**Task to carry out**
Look below. Copy each line that has "Iterator" in it.
________
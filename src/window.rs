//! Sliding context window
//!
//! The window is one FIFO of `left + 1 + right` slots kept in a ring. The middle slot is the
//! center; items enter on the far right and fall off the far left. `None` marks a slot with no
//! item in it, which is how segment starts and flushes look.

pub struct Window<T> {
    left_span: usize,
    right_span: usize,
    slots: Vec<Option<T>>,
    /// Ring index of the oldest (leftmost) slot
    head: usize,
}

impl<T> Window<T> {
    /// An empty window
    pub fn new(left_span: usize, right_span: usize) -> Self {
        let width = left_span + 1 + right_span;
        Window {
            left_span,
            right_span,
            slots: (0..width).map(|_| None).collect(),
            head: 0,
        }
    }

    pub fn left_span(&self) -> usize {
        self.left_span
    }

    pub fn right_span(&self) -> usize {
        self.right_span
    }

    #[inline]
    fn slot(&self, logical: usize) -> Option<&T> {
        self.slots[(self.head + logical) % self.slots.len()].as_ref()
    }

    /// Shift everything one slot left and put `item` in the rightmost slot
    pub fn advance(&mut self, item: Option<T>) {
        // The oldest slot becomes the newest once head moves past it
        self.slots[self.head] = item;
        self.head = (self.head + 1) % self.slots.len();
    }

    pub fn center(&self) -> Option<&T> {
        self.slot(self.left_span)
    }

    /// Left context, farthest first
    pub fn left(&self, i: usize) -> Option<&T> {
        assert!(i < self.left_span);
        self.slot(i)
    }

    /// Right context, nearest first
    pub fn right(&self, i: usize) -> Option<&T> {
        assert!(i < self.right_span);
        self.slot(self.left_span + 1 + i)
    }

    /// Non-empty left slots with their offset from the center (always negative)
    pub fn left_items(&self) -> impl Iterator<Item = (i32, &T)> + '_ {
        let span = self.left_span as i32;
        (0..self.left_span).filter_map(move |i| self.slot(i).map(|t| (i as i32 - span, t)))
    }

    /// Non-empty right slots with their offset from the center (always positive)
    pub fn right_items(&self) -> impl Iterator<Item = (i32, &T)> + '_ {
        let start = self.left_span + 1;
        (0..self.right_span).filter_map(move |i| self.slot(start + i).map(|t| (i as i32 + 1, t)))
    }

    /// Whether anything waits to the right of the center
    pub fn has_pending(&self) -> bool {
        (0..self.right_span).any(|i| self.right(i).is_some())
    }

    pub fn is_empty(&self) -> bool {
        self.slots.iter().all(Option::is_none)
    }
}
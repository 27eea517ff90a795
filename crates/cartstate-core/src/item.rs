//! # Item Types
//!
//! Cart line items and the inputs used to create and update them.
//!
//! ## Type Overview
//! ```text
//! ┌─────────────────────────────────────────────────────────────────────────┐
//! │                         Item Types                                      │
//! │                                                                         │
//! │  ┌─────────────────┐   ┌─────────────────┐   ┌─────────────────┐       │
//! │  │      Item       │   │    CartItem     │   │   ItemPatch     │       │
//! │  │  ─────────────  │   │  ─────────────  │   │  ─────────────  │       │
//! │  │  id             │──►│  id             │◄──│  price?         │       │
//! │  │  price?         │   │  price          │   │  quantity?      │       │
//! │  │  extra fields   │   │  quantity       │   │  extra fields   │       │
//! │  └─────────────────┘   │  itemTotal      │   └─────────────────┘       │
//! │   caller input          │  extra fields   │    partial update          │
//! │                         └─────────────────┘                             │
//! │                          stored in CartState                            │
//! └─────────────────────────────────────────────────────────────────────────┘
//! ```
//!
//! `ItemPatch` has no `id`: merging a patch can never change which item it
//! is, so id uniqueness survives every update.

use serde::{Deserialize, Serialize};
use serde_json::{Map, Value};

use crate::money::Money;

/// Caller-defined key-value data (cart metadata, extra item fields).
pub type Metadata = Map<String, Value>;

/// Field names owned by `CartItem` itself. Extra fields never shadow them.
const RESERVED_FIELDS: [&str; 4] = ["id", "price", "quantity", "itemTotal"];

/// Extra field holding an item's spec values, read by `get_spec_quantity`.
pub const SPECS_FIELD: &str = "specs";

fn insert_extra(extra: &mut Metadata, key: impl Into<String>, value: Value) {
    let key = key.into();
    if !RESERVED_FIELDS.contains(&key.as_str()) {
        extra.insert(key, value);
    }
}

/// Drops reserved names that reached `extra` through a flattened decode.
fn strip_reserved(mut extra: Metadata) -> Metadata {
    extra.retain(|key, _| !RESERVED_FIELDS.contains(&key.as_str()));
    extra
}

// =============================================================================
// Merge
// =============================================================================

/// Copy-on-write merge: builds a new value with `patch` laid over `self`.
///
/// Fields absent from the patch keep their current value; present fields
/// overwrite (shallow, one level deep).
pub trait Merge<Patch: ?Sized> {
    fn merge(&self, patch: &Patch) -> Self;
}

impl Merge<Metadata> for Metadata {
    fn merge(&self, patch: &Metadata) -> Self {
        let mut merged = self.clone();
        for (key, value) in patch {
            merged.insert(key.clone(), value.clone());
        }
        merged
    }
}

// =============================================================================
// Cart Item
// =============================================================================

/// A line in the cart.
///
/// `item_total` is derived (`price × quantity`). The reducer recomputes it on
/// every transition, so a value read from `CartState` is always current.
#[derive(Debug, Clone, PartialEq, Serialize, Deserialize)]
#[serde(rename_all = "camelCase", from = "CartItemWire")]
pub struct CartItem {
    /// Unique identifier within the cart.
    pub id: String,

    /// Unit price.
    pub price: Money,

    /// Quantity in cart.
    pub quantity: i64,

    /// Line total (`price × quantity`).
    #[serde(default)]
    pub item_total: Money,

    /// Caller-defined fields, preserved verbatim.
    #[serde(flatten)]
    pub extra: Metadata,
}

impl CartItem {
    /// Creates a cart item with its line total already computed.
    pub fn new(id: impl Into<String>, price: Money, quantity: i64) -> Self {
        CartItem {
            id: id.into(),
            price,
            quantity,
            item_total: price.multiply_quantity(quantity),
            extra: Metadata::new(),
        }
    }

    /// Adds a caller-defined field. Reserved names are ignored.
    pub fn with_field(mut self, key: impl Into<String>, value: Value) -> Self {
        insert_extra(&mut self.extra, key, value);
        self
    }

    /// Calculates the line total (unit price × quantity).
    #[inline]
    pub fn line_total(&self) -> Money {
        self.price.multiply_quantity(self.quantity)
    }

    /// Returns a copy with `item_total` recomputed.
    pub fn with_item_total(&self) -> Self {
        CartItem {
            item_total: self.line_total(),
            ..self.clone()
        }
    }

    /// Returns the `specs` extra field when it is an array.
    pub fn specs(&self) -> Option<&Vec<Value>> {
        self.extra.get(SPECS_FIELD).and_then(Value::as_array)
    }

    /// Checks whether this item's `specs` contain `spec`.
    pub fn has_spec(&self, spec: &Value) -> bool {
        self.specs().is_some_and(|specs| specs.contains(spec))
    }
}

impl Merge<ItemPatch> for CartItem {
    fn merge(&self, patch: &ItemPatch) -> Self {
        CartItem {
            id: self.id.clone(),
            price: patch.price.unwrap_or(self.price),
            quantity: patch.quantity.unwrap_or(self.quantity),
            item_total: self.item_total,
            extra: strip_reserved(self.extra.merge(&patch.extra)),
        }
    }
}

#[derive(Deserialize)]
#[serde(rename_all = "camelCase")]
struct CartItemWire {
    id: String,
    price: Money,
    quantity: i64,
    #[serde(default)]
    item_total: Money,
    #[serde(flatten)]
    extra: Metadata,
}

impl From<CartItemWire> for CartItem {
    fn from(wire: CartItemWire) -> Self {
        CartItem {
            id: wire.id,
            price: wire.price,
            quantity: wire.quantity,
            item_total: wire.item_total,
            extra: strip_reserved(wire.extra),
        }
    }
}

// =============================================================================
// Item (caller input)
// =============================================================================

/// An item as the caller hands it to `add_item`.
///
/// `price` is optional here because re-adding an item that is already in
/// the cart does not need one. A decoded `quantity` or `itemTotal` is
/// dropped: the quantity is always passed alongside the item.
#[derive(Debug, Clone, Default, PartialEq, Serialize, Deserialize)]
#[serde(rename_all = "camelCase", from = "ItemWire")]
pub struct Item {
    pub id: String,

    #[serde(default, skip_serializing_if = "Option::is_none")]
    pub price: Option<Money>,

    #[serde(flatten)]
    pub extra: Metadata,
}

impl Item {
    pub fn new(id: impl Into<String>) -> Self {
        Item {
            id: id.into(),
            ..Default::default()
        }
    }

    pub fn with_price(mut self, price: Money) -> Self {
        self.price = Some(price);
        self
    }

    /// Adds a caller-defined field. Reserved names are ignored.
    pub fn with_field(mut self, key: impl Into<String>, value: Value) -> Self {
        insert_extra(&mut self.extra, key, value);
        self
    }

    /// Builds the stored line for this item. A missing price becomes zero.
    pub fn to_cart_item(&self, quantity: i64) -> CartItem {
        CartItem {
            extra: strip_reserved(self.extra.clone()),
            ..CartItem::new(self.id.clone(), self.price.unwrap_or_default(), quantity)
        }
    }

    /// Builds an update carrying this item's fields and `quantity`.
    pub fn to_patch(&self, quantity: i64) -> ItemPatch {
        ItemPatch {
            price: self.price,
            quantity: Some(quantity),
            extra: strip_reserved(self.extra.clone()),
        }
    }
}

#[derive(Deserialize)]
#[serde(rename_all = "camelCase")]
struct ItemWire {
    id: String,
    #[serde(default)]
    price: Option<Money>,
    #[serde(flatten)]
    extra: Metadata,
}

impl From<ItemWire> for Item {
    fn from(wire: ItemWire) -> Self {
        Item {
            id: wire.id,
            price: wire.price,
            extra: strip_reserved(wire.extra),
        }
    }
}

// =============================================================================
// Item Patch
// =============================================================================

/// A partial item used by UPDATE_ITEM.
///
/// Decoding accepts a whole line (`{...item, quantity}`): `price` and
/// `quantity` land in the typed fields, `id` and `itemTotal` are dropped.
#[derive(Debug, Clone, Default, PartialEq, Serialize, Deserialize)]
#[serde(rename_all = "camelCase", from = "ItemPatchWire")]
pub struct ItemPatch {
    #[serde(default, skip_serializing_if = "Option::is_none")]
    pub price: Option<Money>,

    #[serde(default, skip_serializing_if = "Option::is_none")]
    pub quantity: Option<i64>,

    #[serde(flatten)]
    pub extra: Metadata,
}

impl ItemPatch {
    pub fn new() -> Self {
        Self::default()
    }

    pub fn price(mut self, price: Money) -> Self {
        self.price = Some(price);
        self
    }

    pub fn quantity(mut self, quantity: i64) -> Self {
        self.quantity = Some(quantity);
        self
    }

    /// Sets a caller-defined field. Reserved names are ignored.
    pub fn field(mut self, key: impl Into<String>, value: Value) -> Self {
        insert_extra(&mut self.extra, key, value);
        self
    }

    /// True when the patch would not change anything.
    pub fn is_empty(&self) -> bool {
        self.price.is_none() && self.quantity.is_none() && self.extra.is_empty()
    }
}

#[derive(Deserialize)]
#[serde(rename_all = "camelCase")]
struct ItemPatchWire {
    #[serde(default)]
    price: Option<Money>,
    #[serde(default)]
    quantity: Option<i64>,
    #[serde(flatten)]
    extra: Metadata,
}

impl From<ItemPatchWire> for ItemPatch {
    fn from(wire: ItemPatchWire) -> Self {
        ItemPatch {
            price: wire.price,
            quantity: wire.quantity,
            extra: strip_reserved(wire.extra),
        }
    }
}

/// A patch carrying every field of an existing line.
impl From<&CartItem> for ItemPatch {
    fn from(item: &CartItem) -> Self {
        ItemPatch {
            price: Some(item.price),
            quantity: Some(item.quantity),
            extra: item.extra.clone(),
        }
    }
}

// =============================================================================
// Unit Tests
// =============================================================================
________
**Task output**
    pub fn left_items(&self) -> impl Iterator<Item = (i32, &T)> + '_ {
    pub fn right_items(&self) -> impl Iterator<Item = (i32, &T)> + '_ {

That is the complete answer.